*What to do*: Collect every line in the records below that contains the word "TcpListener".
***
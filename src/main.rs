//! Taskboard HTTP server.

use std::process::ExitCode;

use taskboard::{
    app::{self, Components},
    config::{AppConfig, LogFormat},
    http::{self, AppState},
    telemetry,
};
use tokio::net::TcpListener;
use tokio::signal;
use tracing::{error, info, warn};

#[tokio::main]
async fn main() -> ExitCode {
    let dotenv = dotenvy::dotenv();
    let loaded = AppConfig::from_env();
    let log_format = loaded
        .as_ref()
        .map_or(LogFormat::Text, |parsed| parsed.log_format);
    if telemetry::init(log_format).is_err() {
        return ExitCode::FAILURE;
    }
    if let Err(err) = dotenv
        && !err.not_found()
    {
        warn!(error = %err, "failed to load .env file");
    }
    let config = match loaded {
        Ok(parsed) => parsed,
        Err(err) => {
            error!(error = %err, "configuration error");
            return ExitCode::FAILURE;
        }
    };
    info!(
        storage_mode = ?config.storage_mode,
        cache_ttl_secs = config.task_cache_ttl.as_secs(),
        "starting taskboard"
    );

    match serve(&config).await {
        Ok(()) => ExitCode::SUCCESS,
        Err(err) => {
            error!(error = %err, "server failed");
            ExitCode::FAILURE
        }
    }
}

async fn serve(config: &AppConfig) -> Result<(), Box<dyn std::error::Error + Send + Sync>> {
    let components = Components::from_config(config)?;
    if let Some(admin) = config.admin.as_ref() {
        app::ensure_admin(&components.auth, components.users.as_ref(), admin).await?;
    }

    let state = AppState::from(&components);
    let Components {
        tasks,
        dispatcher,
        events,
        stop_events,
        ..
    } = components;
    let dispatcher_task = tokio::spawn(async move { dispatcher.run(events).await });

    let address = config.bind_address()?;
    let listener = TcpListener::bind(address).await?;
    info!(address = %listener.local_addr()?, "listening");

    axum::serve(listener, http::router(state))
        .with_graceful_shutdown(shutdown_signal())
        .await?;

    // Dropping the last publisher closes the in-process queue; a durable
    // queue stops polling once signalled. Either way the dispatcher finishes
    // the events it already holds and exits.
    drop(tasks);
    stop_events.send_modify(|stopped| *stopped = true);
    if let Err(err) = dispatcher_task.await {
        warn!(error = %err, "notification dispatcher ended abnormally");
    }
    info!("shutdown complete");
    Ok(())
}

async fn shutdown_signal() {
    let ctrl_c = async {
        if let Err(err) = signal::ctrl_c().await {
            warn!(error = %err, "failed to install Ctrl+C handler");
            std::future::pending::<()>().await;
        }
    };

    #[cfg(unix)]
    let terminate = async {
        match signal::unix::signal(signal::unix::SignalKind::terminate()) {
            Ok(mut stream) => {
                stream.recv().await;
            }
            Err(err) => {
                warn!(error = %err, "failed to install SIGTERM handler");
                std::future::pending::<()>().await;
            }
        }
    };

    #[cfg(not(unix))]
    let terminate = std::future::pending::<()>();

    tokio::select! {
        () = ctrl_c => info!("received Ctrl+C, shutting down"),
        () = terminate => info!("received SIGTERM, shutting down"),
    }
}
//! Identifier types for the identity domain.

use serde::{Deserialize, Serialize};
use std::fmt;
use uuid::Uuid;

/// Unique identifier for a user account.
#[derive(Debug, Clone, Copy, PartialEq, Eq, Hash, PartialOrd, Ord, Serialize, Deserialize)]
#[serde(transparent)]
pub struct UserId(Uuid);

impl UserId {
    /// Creates a new random user identifier.
    #[must_use]
    pub fn new() -> Self {
        Self(Uuid::new_v4())
    }

    /// Creates a user identifier from an existing UUID.
    #[must_use]
    pub const fn from_uuid(uuid: Uuid) -> Self {
        Self(uuid)
    }

    /// Returns the wrapped UUID.
    #[must_use]
    pub const fn into_inner(self) -> Uuid {
        self.0
    }
}

impl Default for UserId {
    fn default() -> Self {
        Self::new()
    }
}

impl fmt::Display for UserId {
    fn fmt(&self, f: &mut fmt::Formatter<'_>) -> fmt::Result {
        write!(f, "{}", self.0)
    }
}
***
*Response box*:
use tokio::net::TcpListener;
    let listener = TcpListener::bind(address).await?;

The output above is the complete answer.